Reconstrução, quando?
Cláudio Hemb é um amigo da nossa mocidade que se mudou para New Orleans em 1977 e lá se encontra até hoje. Aproveitou-se de um segmento até então inaproveitado. Naquela época, 50% da população era de negros, a grande maioria descendentes africanos. Montou uma loja para vender objetos e outras bugigangas das religiões afro da Bahia. Faz sucesso.
Falei com ele para colher informações sobre o Katrina, furacão que destruiu New Orleans em 2005, para compará-lo à nossa enchente de maio.
Em suma, ele disse o seguinte:
“Tenho acompanhado e ajudado ai no que posso. No espírito de clareza, no good deed goes unpunished, melhor exemplo Brad Pitt. Falar com uma só voz. O governo federal procura qualquer desculpa para lavar as mãos de vocês. Fome e falta de teto são incríveis motivadores de violência. Tudo que pode dar errado dará e com alto custo. Vocês não têm um governo federal que consiga gastar uma fração de 600 bilhões de dólares que foram direcionados para toda área atingida no Golfo do México, sendo que New Orleans abiscoitou 125 bilhões de dólares dessa fatia. A tragédia humana em todos os sentidos é difícil de grasp (entender). Foram tantas vozes gritando sem cessar que muita decisão saiu via default. Só em 2019, a economia da cidade voltou ao patamar anterior à tragedia de 2005. Ou seja ,14 anos depois.”
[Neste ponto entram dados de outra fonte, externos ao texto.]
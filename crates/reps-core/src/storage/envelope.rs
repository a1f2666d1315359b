//! Versioned on-disk layout for persisted blobs.
//!
//! Every blob is written as `{"version": N, "data": ...}`. Blobs without the
//! envelope are the legacy untagged layout and are read as version 0.

use serde::de::DeserializeOwned;
use serde::Serialize;
use serde_json::Value;

use crate::error::{RepsError, Result};

/// Layout version written by this build.
pub const FORMAT_VERSION: u32 = 1;

#[derive(Serialize)]
struct Envelope<'a, T: ?Sized> {
    version: u32,
    data: &'a T,
}

/// Serialize `data` inside a current-version envelope.
pub fn encode<T: Serialize + ?Sized>(data: &T) -> Result<String> {
    let envelope = Envelope {
        version: FORMAT_VERSION,
        data,
    };
    Ok(serde_json::to_string(&envelope)?)
}

/// Parse a blob, upgrading older layouts to the current one.
///
/// # Errors
///
/// Returns `RepsError::Schema` if the blob is not JSON, was written by a
/// newer build, or does not match `T` after migration.
pub fn decode<T: DeserializeOwned>(raw: &str) -> Result<T> {
    let value: Value = serde_json::from_str(raw)?;
    let (version, data) = split_envelope(value)?;
    let data = migrate(version, data)?;
    Ok(serde_json::from_value(data)?)
}

fn split_envelope(value: Value) -> Result<(u32, Value)> {
    match value {
        Value::Object(mut map) if map.contains_key("version") && map.contains_key("data") => {
            let version = map
                .get("version")
                .and_then(Value::as_u64)
                .and_then(|v| u32::try_from(v).ok())
                .ok_or_else(|| RepsError::Schema("Envelope version is not a number".to_string()))?;
            let data = map
                .remove("data")
                .ok_or_else(|| RepsError::Schema("Envelope data missing".to_string()))?;
            Ok((version, data))
        }
        legacy => Ok((0, legacy)),
    }
}

fn migrate(mut version: u32, mut data: Value) -> Result<Value> {
    if version > FORMAT_VERSION {
        return Err(RepsError::Schema(format!(
            "Unsupported format version {} (newest known is {})",
            version, FORMAT_VERSION
        )));
    }

    while version < FORMAT_VERSION {
        data = match version {
            // v1 only introduced the envelope; the payload shape is unchanged.
            0 => data,
            other => {
                return Err(RepsError::Schema(format!(
                    "No migration from format version {}",
                    other
                )))
            }
        };
        version += 1;
    }

    Ok(data)
}

#[cfg(test)]
mod tests {
    use super::*;

    #[test]
    fn test_encode_wraps_in_envelope() {
        let encoded = encode(&vec![1, 2, 3]).unwrap();
        let value: Value = serde_json::from_str(&encoded).unwrap();
        assert_eq!(value["version"], FORMAT_VERSION);
        assert_eq!(value["data"], serde_json::json!([1, 2, 3]));
    }

    #[test]
    fn test_decode_legacy_bare_array() {
        let decoded: Vec<String> = decode(r#"["a","b"]"#).unwrap();
        assert_eq!(decoded, vec!["a".to_string(), "b".to_string()]);
    }

    #[test]
    fn test_decode_legacy_object_with_data_field() {
        // The legacy weather cache has a `data` field but no `version`.
        let raw = r#"{"data":{"x":1},"timestamp":5}"#;
        let decoded: Value = decode(raw).unwrap();
        assert_eq!(decoded["timestamp"], 5);
        assert_eq!(decoded["data"]["x"], 1);
    }

    #[test]
    fn test_decode_rejects_future_version() {
        let raw = r#"{"version":99,"data":[]}"#;
        let err = decode::<Vec<u32>>(raw).unwrap_err();
        assert!(matches!(err, RepsError::Schema(_)));
    }

    #[test]
    fn test_decode_rejects_garbage() {
        assert!(decode::<Vec<u32>>("not json").is_err());
        assert!(decode::<Vec<u32>>(r#"{"version":"one","data":[]}"#).is_err());
    }
}
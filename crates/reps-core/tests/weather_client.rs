//! Forecast client tests against a mocked Open-Meteo endpoint.

use chrono::{DateTime, Duration, Utc};
use wiremock::matchers::{method, path, query_param};
use wiremock::{Mock, MockServer, ResponseTemplate};

use reps_core::weather::{Coordinates, FixedLocation, WeatherClient, WeatherCondition};
use reps_core::Journal;

const HERE: Coordinates = Coordinates {
    latitude: 45.5,
    longitude: -122.25,
};

fn client(server: &MockServer) -> WeatherClient {
    WeatherClient::with_base_url(server.uri()).expect("client should build")
}

#[tokio::test]
async fn test_current_sends_expected_query() {
    let server = MockServer::start().await;
    Mock::given(method("GET"))
        .and(path("/v1/forecast"))
        .and(query_param("latitude", "45.5"))
        .and(query_param("longitude", "-122.25"))
        .and(query_param("current", "temperature_2m,weather_code"))
        .and(query_param("temperature_unit", "fahrenheit"))
        .and(query_param("timezone", "auto"))
        .respond_with(ResponseTemplate::new(200).set_body_json(serde_json::json!({
            "latitude": 45.5,
            "longitude": -122.25,
            "current": {"time": "2026-01-15T08:00", "temperature_2m": 38.4, "weather_code": 61}
        })))
        .expect(1)
        .mount(&server)
        .await;

    let weather = client(&server).current(HERE).await.expect("fetch should succeed");
    assert_eq!(weather.temperature, 38.4);
    assert_eq!(weather.condition, WeatherCondition::Rain);
}

#[tokio::test]
async fn test_unknown_code_reads_clear() {
    let server = MockServer::start().await;
    Mock::given(method("GET"))
        .and(path("/v1/forecast"))
        .respond_with(ResponseTemplate::new(200).set_body_json(serde_json::json!({
            "current": {"temperature_2m": 70.0, "weather_code": 42}
        })))
        .mount(&server)
        .await;

    let weather = client(&server).current(HERE).await.expect("fetch should succeed");
    assert_eq!(weather.condition, WeatherCondition::Clear);
}

#[tokio::test]
async fn test_error_status_is_error() {
    let server = MockServer::start().await;
    Mock::given(method("GET"))
        .and(path("/v1/forecast"))
        .respond_with(ResponseTemplate::new(503))
        .mount(&server)
        .await;

    assert!(client(&server).current(HERE).await.is_err());
}

#[tokio::test]
async fn test_malformed_bodies_are_errors() {
    for body in [
        serde_json::json!({"latitude": 1.0}),
        serde_json::json!({"current": {"temperature_2m": 50.0}}),
        serde_json::json!({"current": {"weather_code": 3}}),
    ] {
        let server = MockServer::start().await;
        Mock::given(method("GET"))
            .and(path("/v1/forecast"))
            .respond_with(ResponseTemplate::new(200).set_body_json(body))
            .mount(&server)
            .await;

        assert!(client(&server).current(HERE).await.is_err());
    }
}

#[tokio::test]
async fn test_service_caches_between_calls() {
    let server = MockServer::start().await;
    Mock::given(method("GET"))
        .and(path("/v1/forecast"))
        .respond_with(ResponseTemplate::new(200).set_body_json(serde_json::json!({
            "current": {"temperature_2m": 81.2, "weather_code": 1}
        })))
        .expect(2)
        .mount(&server)
        .await;

    let journal = Journal::in_memory();
    let service = journal.weather(client(&server), FixedLocation(Some(HERE)));
    let t0: DateTime<Utc> = Utc::now();

    let first = service.current_weather_at(t0).await.expect("weather");
    assert_eq!(first.condition, WeatherCondition::PartlyCloudy);
    assert!(service
        .current_weather_at(t0 + Duration::minutes(59))
        .await
        .is_some());
    assert!(service
        .current_weather_at(t0 + Duration::minutes(61))
        .await
        .is_some());
}

#[tokio::test]
async fn test_service_degrades_when_server_down() {
    let server = MockServer::start().await;
    Mock::given(method("GET"))
        .and(path("/v1/forecast"))
        .respond_with(ResponseTemplate::new(500))
        .mount(&server)
        .await;

    let journal = Journal::in_memory();
    let service = journal.weather(client(&server), FixedLocation(Some(HERE)));
    assert!(service.current_weather().await.is_none());
}
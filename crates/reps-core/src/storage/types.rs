//! Core data types persisted by the record stores.
//!
//! Field names are camelCase on disk so existing exports of the mobile app
//! (`templateId`, `workoutDetails`) load without conversion.

use std::fmt;
use std::str::FromStr;

use chrono::{DateTime, Utc};
use serde::{Deserialize, Serialize};

use crate::error::RepsError;

/// One named exercise in a template.
#[derive(Debug, Clone, PartialEq, Serialize, Deserialize)]
pub struct Exercise {
    pub name: String,
}

impl Exercise {
    pub fn new(name: impl Into<String>) -> Self {
        Self { name: name.into() }
    }
}

/// A named, reusable list of exercises a workout can be started from.
#[derive(Debug, Clone, PartialEq, Serialize, Deserialize)]
pub struct Template {
    /// Generated on creation, never changed
    pub id: String,
    pub name: String,
    #[serde(default)]
    pub exercises: Vec<Exercise>,
}

/// Logged metrics for one exercise inside a workout.
#[derive(Debug, Clone, PartialEq, Default, Serialize, Deserialize)]
pub struct ExerciseInstance {
    pub name: String,

    #[serde(default, skip_serializing_if = "Option::is_none")]
    pub weight: Option<f64>,

    #[serde(default, skip_serializing_if = "Option::is_none")]
    pub reps: Option<u32>,

    #[serde(default, skip_serializing_if = "Option::is_none")]
    pub sets: Option<u32>,

    #[serde(default, skip_serializing_if = "Vec::is_empty")]
    pub tags: Vec<String>,

    #[serde(default, skip_serializing_if = "Option::is_none")]
    pub notes: Option<String>,
}

impl ExerciseInstance {
    pub fn new(name: impl Into<String>) -> Self {
        Self {
            name: name.into(),
            ..Self::default()
        }
    }
}

/// A dated execution of a template.
#[derive(Debug, Clone, PartialEq, Serialize, Deserialize)]
#[serde(rename_all = "camelCase")]
pub struct WorkoutInstance {
    pub id: String,

    /// Soft reference; the template may since have been deleted
    pub template_id: String,

    /// Template name captured when the workout was created
    #[serde(default, skip_serializing_if = "Option::is_none")]
    pub template_name: Option<String>,

    pub date: DateTime<Utc>,

    #[serde(default)]
    pub exercises: Vec<ExerciseInstance>,
}

/// Kind of movement logged in a session.
#[derive(Debug, Clone, Copy, PartialEq, Eq, PartialOrd, Ord, Hash, Serialize, Deserialize)]
#[serde(rename_all = "lowercase")]
pub enum MovementType {
    Lifted,
    Walked,
    Ran,
    Stretched,
    Played,
    Moved,
}

impl MovementType {
    pub const ALL: [MovementType; 6] = [
        MovementType::Lifted,
        MovementType::Walked,
        MovementType::Ran,
        MovementType::Stretched,
        MovementType::Played,
        MovementType::Moved,
    ];

    /// Stored identifier (`lifted`, `walked`, ...).
    pub fn as_str(&self) -> &'static str {
        match self {
            Self::Lifted => "lifted",
            Self::Walked => "walked",
            Self::Ran => "ran",
            Self::Stretched => "stretched",
            Self::Played => "played",
            Self::Moved => "moved",
        }
    }

    /// Capitalized display label.
    pub fn label(&self) -> &'static str {
        match self {
            Self::Lifted => "Lifted",
            Self::Walked => "Walked",
            Self::Ran => "Ran",
            Self::Stretched => "Stretched",
            Self::Played => "Played",
            Self::Moved => "Moved",
        }
    }

    /// Single-glyph icon shown next to a session.
    pub fn icon(&self) -> &'static str {
        match self {
            Self::Lifted => "\u{25C6}",   // ◆
            Self::Walked => "\u{2197}",   // ↗
            Self::Ran => "\u{00BB}",      // »
            Self::Stretched => "~",
            Self::Played => "\u{25CB}",   // ○
            Self::Moved => "\u{223F}",    // ∿
        }
    }
}

impl fmt::Display for MovementType {
    fn fmt(&self, f: &mut fmt::Formatter<'_>) -> fmt::Result {
        f.write_str(self.as_str())
    }
}

impl FromStr for MovementType {
    type Err = RepsError;

    fn from_str(value: &str) -> Result<Self, Self::Err> {
        let lowered = value.trim().to_ascii_lowercase();
        Self::ALL
            .into_iter()
            .find(|t| t.as_str() == lowered)
            .ok_or_else(|| {
                RepsError::InvalidInput(format!(
                    "Unknown movement type \"{}\" (use lifted, walked, ran, stretched, played or moved)",
                    value
                ))
            })
    }
}

/// How a session felt.
#[derive(Debug, Clone, Copy, PartialEq, Eq, PartialOrd, Ord, Hash, Serialize, Deserialize)]
#[serde(rename_all = "lowercase")]
pub enum Feeling {
    Strong,
    Alive,
    Peaceful,
    Heavy,
    Grinding,
    Easy,
    Rough,
}

impl Feeling {
    pub const ALL: [Feeling; 7] = [
        Feeling::Strong,
        Feeling::Alive,
        Feeling::Peaceful,
        Feeling::Heavy,
        Feeling::Grinding,
        Feeling::Easy,
        Feeling::Rough,
    ];

    pub fn as_str(&self) -> &'static str {
        match self {
            Self::Strong => "strong",
            Self::Alive => "alive",
            Self::Peaceful => "peaceful",
            Self::Heavy => "heavy",
            Self::Grinding => "grinding",
            Self::Easy => "easy",
            Self::Rough => "rough",
        }
    }

    pub fn label(&self) -> &'static str {
        match self {
            Self::Strong => "Strong",
            Self::Alive => "Alive",
            Self::Peaceful => "Peaceful",
            Self::Heavy => "Heavy",
            Self::Grinding => "Grinding",
            Self::Easy => "Easy",
            Self::Rough => "Rough",
        }
    }
}

impl fmt::Display for Feeling {
    fn fmt(&self, f: &mut fmt::Formatter<'_>) -> fmt::Result {
        f.write_str(self.as_str())
    }
}

impl FromStr for Feeling {
    type Err = RepsError;

    fn from_str(value: &str) -> Result<Self, Self::Err> {
        let lowered = value.trim().to_ascii_lowercase();
        Self::ALL
            .into_iter()
            .find(|f| f.as_str() == lowered)
            .ok_or_else(|| {
                RepsError::InvalidInput(format!(
                    "Unknown feeling \"{}\" (use strong, alive, peaceful, heavy, grinding, easy or rough)",
                    value
                ))
            })
    }
}

/// Exercise detail attached to a quick-logged session.
#[derive(Debug, Clone, PartialEq, Serialize, Deserialize)]
pub struct WorkoutExercise {
    pub name: String,

    #[serde(default, skip_serializing_if = "Option::is_none")]
    pub sets: Option<u32>,

    #[serde(default, skip_serializing_if = "Option::is_none")]
    pub reps: Option<u32>,

    #[serde(default, skip_serializing_if = "Option::is_none")]
    pub weight: Option<f64>,
}

/// A single logged instance of physical activity.
#[derive(Debug, Clone, PartialEq, Serialize, Deserialize)]
#[serde(rename_all = "camelCase")]
pub struct MovementSession {
    pub id: String,

    #[serde(rename = "type")]
    pub movement_type: MovementType,

    pub feeling: Feeling,

    pub label: String,

    pub date: DateTime<Utc>,

    #[serde(default, skip_serializing_if = "Option::is_none")]
    pub note: Option<String>,

    #[serde(default, skip_serializing_if = "Option::is_none")]
    pub workout_details: Option<Vec<WorkoutExercise>>,
}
Aqui, o otimismo de reconstrução rápida é uma balela. Não temos aquela montanha de dinheiro. A governança é lenta e tripartida entre as Prefeituras, Estado e União. Municípios paupérrimos, Estado pobre. O dinheiro grosso está em Brasília. E já se nota um jogo de empurra, com um ente passando a responsabilidade para outro.
E a burocracia? Desesperadora! Qualquer transferência de recursos ou a mera aplicação deles tem que passar pelo suplício de licitações, pareceres da PGM, PGE e ou da PGU. Sem contar com os malfadados Tribunais de Contas.
Dou três exemplos para embasar o que digo. O primeiro, é sobre o aeroporto Salgado Filho. Há mais de 4 meses e meio sem operar e com a promessa de reinício parcial só no final de outubro. Num país moderno, o Governo Federal tinha que antecipar, no curtíssimo prazo, os tais 500 milhões de reais para a Fraport e depois acertar a conta com as seguradoras e a própria concessionária. O prejuízo dessa encrenca para a nossa economia é incalculável.
O segundo, é o financiamento federal, a baixo custo e com prazo de carência, para tapar o buraco aberto nas contas do Grêmio e do Internacional, cujos estádios foram alagados. Porém, o BNDS não pode financiar clubes de futebol. O estatuto deste banco é do tempo em que os clubes não pagavam as contas, nem as promessas…Agora, essa restrição é inaceitável.
O terceiro, mais simples mas de repercussão mediática importante, é o que está acontecendo com o Cais Embarcadero, novo cartão postal de visita de Porto Alegre. A enchente reduziu suas instalações a pó. Rapidamente, com recursos próprios, os gestores limparam o local para receber de volta os antigos e os novos locatários. Do contrato original que o Estado assinou com o grupo operador por 5 anos, já se passaram 2 anos e meio. É obvio que se justifica a imediata prorrogação do prazo do contrato por 7 anos e meio, para que os locatários tenham a garantia do tempo necessário para nele investirem. Nenhum empresário sério irá repor ou implantar imóveis e outros bens com o risco de exploração por apenas 2 anos e meio, sem nenhuma perspectiva de retorno do investimento. Quando escrevi esta coluna já se passavam 4 meses e meio e a burocracia (ou burrocracia) não era vencida e o processo com o aditamento contratual continuava circulando pelas mesas dos lentos advogados e funcionários do Estado, capazes de encontrar fio de cabelo em casca de ovo.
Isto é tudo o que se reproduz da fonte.